Listening to the little voice in your head is a habit, granted a habit with deep roots, survival instincts, and lots of practice time, but nonetheless, a habit. With desire, willingness and intention, a habit, any habit, can be changed. Each time you catch the voice in your head describing or commentating on your life, practice a new habit, the habit of directly experiencing your actual experience. Each time you hear your little voice, first pause and celebrate a moment of awareness; the fact that you’re hearing it means that there’s another part of you, which is not merged with the narrator, who’s awakening—the you whom the narrator is narrating to. Next, intentionally shift your attention from your head (which is where our energy is usually focused) down into your body.  Invite your body to consciously relax. Take and feel a deep breath. From there, run a sense loop: see what you’re seeing, hear what you’re hearing, feel what you’re feeling, smell what you’re smelling, and taste what you’re tasting. Experience each, one at a time. And finally, sense your own physical presence, the feeling of aliveness in your body (not your mind). With this practice, the little voice in your head will grow quieter and less relentless, and the living will become more vivid, satisfying, immediate, and ultimately, real.

2 Responses

  1. Thank you for clarifying. I have been aware of a narrator since reading one of Deepak Chopra’s books in the 90’s but never for a moment believed it could be silenced. And yet, as soon as you described flow I understood. I go into flow when I’m reading a good novel, when I’m watching a good movie and occasionally when I’m with my sisters.

    You have given me hope that my meditation can go deeper.
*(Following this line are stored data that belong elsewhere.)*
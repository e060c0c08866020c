//! MCP server that answers natural-language questions over PostgreSQL.
//!
//! A language model proposes SQL; nothing it proposes runs until it has passed a
//! layered gate: per-identity rate limiting, encrypted stateless sessions, a static
//! validator that admits exactly one bounded read-only SELECT, and a plan-only check
//! against the live database.
//!
//! # Example
//!
//! ```no_run
//! use askdb_mcp::{
//!     config::ServerConfig,
//!     database::{PoolConfig, PostgresDriver},
//!     generation::ChatCompletionsGenerator,
//!     pipeline::QueryOrchestrator,
//!     protocol::McpServerBuilder,
//!     server::{McpHandler, ServerStateBuilder},
//! };
//! use std::sync::Arc;
//!
//! #[tokio::main]
//! async fn main() -> anyhow::Result<()> {
//!     let config = ServerConfig::from_env()?;
//!
//!     let driver = Arc::new(PostgresDriver::new(PoolConfig::from(&config.database)));
//!     let generator = Arc::new(ChatCompletionsGenerator::new(config.generator.clone())?);
//!     let orchestrator = Arc::new(QueryOrchestrator::from_config(&config, driver, generator));
//!
//!     let state = Arc::new(
//!         ServerStateBuilder::new()
//!             .config(config)
//!             .orchestrator(orchestrator)
//!             .build()?,
//!     );
//!
//!     let server = McpServerBuilder::new()
//!         .handler(McpHandler::new(state))
//!         .build()?;
//!     server.run().await?;
//!     Ok(())
//! }
//! ```

pub mod auth;
pub mod cache;
pub mod config;
pub mod database;
pub mod error;
pub mod generation;
pub mod pipeline;
pub mod protocol;
pub mod security;
pub mod server;
pub mod session;
pub mod tools;

#[cfg(test)]
pub(crate) mod testing;

pub use auth::{Identity, VerifierChain};
pub use config::ServerConfig;
pub use database::{ConnectionFactory, SchemaIntrospector};
pub use error::{McpError, PipelineError, Result};
pub use pipeline::{QueryOrchestrator, QueryOutcome};
pub use protocol::{McpServer, McpServerBuilder};
pub use security::{ExplainGuard, RateLimiter, SqlValidator};
pub use server::{McpHandler, ServerState, ServerStateBuilder};
pub use session::{ConnectionCredentials, SessionCodec, SessionToken};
  2. I have a SERIOUS habit of narrating my life – constantly judging, labeling, commenting on, and explaining why I’m experiencing something as good or bad, pleasant or unpleasant, etc. I’m a preschool teacher. Occasionally, when I’m deeply engaged in a fun or interesting activity with my students, this feeling of joy and contentment washes over me – it’s the most wonderful sensation! Is it because I’ve momentarily stopped narrating and am just experiencing the moment? I’d sure like to experience this more often!